* [Brief] As an exercise, copy out the entries exactly as written.

Dataset entries
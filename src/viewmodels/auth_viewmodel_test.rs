use super::*;

fn signup_form() -> SignupForm {
    SignupForm {
        email: "asha@example.com".to_string(),
        password: "secret123".to_string(),
        first_name: "Asha".to_string(),
        last_name: "Iyer".to_string(),
        role: Role::Patient,
    }
}

// =============================================================
// Login form validation
// =============================================================

#[test]
fn complete_login_form_validates() {
    let form = LoginForm {
        email: "asha@example.com".to_string(),
        password: "secret123".to_string(),
    };
    assert!(validate_login(&form).is_ok());
}

#[test]
fn empty_login_fields_report_per_field_errors() {
    let form = LoginForm::default();
    let err = validate_login(&form).unwrap_err();
    assert!(err.field("email").is_some());
    assert!(err.field("password").is_some());
}

#[test]
fn whitespace_email_is_rejected() {
    let form = LoginForm {
        email: "   ".to_string(),
        password: "secret123".to_string(),
    };
    let err = validate_login(&form).unwrap_err();
    assert!(err.field("email").is_some());
    assert!(err.field("password").is_none());
}

// =============================================================
// Signup form validation
// =============================================================

#[test]
fn complete_signup_form_validates() {
    assert!(validate_signup(&signup_form()).is_ok());
}

#[test]
fn missing_names_report_field_errors() {
    let mut form = signup_form();
    form.first_name.clear();
    form.last_name = "  ".to_string();

    let err = validate_signup(&form).unwrap_err();
    assert!(err.field("firstName").is_some());
    assert!(err.field("lastName").is_some());
    assert!(err.field("email").is_none());
}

* [Expected output]
filename src/viewmodels/auth_viewmodel_test.rs
use super::*;

fn signup_form() -> SignupForm {
    SignupForm {
        email: "asha@example.com".to_string(),
        password: "secret123".to_string(),
        first_name: "Asha".to_string(),
        last_name: "Iyer".to_string(),
        role: Role::Patient,
    }
}

// =============================================================
// Login form validation
// =============================================================

#[test]
fn complete_login_form_validates() {
    let form = LoginForm {
        email: "asha@example.com".to_string(),
        password: "secret123".to_string(),
    };
    assert!(validate_login(&form).is_ok());
}

#[test]
fn empty_login_fields_report_per_field_errors() {
    let form = LoginForm::default();
    let err = validate_login(&form).unwrap_err();
    assert!(err.field("email").is_some());
    assert!(err.field("password").is_some());
}

#[test]
fn whitespace_email_is_rejected() {
    let form = LoginForm {
        email: "   ".to_string(),
        password: "secret123".to_string(),
    };
    let err = validate_login(&form).unwrap_err();
    assert!(err.field("email").is_some());
    assert!(err.field("password").is_none());
}

// =============================================================
// Signup form validation
// =============================================================

#[test]
fn complete_signup_form_validates() {
    assert!(validate_signup(&signup_form()).is_ok());
}

#[test]
fn missing_names_report_field_errors() {
    let mut form = signup_form();
    form.first_name.clear();
    form.last_name = "  ".to_string();

    let err = validate_signup(&form).unwrap_err();
    assert!(err.field("firstName").is_some());
    assert!(err.field("lastName").is_some());
    assert!(err.field("email").is_none());
}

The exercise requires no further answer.